In the general election for the Colorado House of Representatives on November 4, 2014, he defeated Democrat Nancy Cronk with 58% of the vote to win District 37.

===2015 Legislative Session===

For the 2015 legislative session, Tate was a member of the House State, Veterans, and Military Affairs Committee, the House Business Affairs and Labor Committee, and the General Assembly Joint Technology Committee. Tate was the prime sponsor of 12 Bills, of which 5 became law and one was vetoed.

- HB15-1197 modified limitations on liability obligations in public construction contracts. The new law provided that public entities may not ask design professionals to defend them in lawsuits unless the design professionals are found negligent.

==Colorado State Senate==

===2015 Appointment===
In October 2015, Colorado Senator David Balmer announced plans to resign. On December 12, 2015, Republican leaders in District 27 voted Tate as Balmer's replacement.

===2016 Legislative Session===
For the 2016 Legislative session, Tate was appointed to the Business, Labor, & Technology Committee, the Local Government Committee, and the Joint Technology Committee.

Tate introduced 34 bills during the 2016 session and 25 of the bills became law.

=== 2017 Legislative Session ===

For the 2017 Legislative session, Tate was the Chair of the Business, Labor & Technology Committee. He also became a member of the Finance and Statutory Revision Committees. Senator Tate introduced 44 bills during the 2017 session and 33 of the bills became law.

=== 2018 Legislative Session ===

For the 2018 Legislative session, Tate introduced 40 bills during the 2018 session and 33 of the bills became law.

=== 2019 Legislative Session ===

Tate introduced 31 bills during the 2019 session and 22 of the bills became law.

=== 2020 Legislative Session ===

Tate introduced 40 bills during the 2020 session and 27 of the bills became law.
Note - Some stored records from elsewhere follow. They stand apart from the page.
//! Core traits for cache operations

mod backend;
mod logger;
mod metric;

pub use backend::CacheBackend;
pub use logger::{Field, LogLevel, Logger, NoopLogger};
pub use metric::{Metric, NoopMetric};

#[cfg(feature = "metrics")]
pub use metric::MetricsCrateMetric;
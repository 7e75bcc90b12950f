//! Redis backend implementation

mod backend;
mod config;
mod connection;
mod options;

pub use backend::RedisBackend;
pub use config::{RedisConfig, Topology};
pub use options::{
    RedisBuilder, with_addresses, with_connection_string, with_db_number, with_logger,
    with_max_retry, with_timeout,
};

use kitcache_core::CacheError;
use redis::RedisError;

/// Translate a client error into the shared vocabulary, keeping its message
pub(crate) fn map_redis_error(err: &RedisError) -> CacheError {
    if err.is_timeout() {
        CacheError::Timeout
    } else if err.is_io_error() || err.is_connection_dropped() || err.is_connection_refusal() {
        CacheError::Connection(err.to_string())
    } else {
        CacheError::Backend(err.to_string())
    }
}

#[cfg(test)]
mod tests {
    use super::*;
    use redis::ErrorKind;

    #[test]
    fn test_map_response_error() {
        let err = RedisError::from((ErrorKind::ResponseError, "WRONGTYPE", "bad".to_string()));
        match map_redis_error(&err) {
            CacheError::Backend(message) => assert!(message.contains("WRONGTYPE")),
            other => panic!("unexpected mapping: {other:?}"),
        }
    }

    #[test]
    fn test_map_io_error() {
        let io = std::io::Error::new(std::io::ErrorKind::ConnectionRefused, "refused");
        let err = RedisError::from(io);
        assert!(matches!(map_redis_error(&err), CacheError::Connection(_)));
    }

    #[test]
    fn test_map_timeout() {
        let io = std::io::Error::new(std::io::ErrorKind::TimedOut, "slow");
        let err = RedisError::from(io);
        assert_eq!(map_redis_error(&err), CacheError::Timeout);
    }
}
== Sexual harassment allegations ==
In 2017, a formal complaint was filed by a former intern at the Colorado legislature alleging sexual harassment by Tate. The complainant was 18-years-old at the time she said the harassment occurred, and said Tate had nudged her and made inappropriate comments towards her. After the allegations were made, seven women came forward and spoke to the media about Tate's professionalism. After an investigation in 2018, Senate President Kevin Grantham said in a letter that accusations against Tate did not amount to sexual harassment. However, an independent investigation by the Employer’s Council found the accuser to be credible, where Tate's response was not. Tate said he would not be seeking re-election to the Colorado legislature in 2020, citing financial obligations.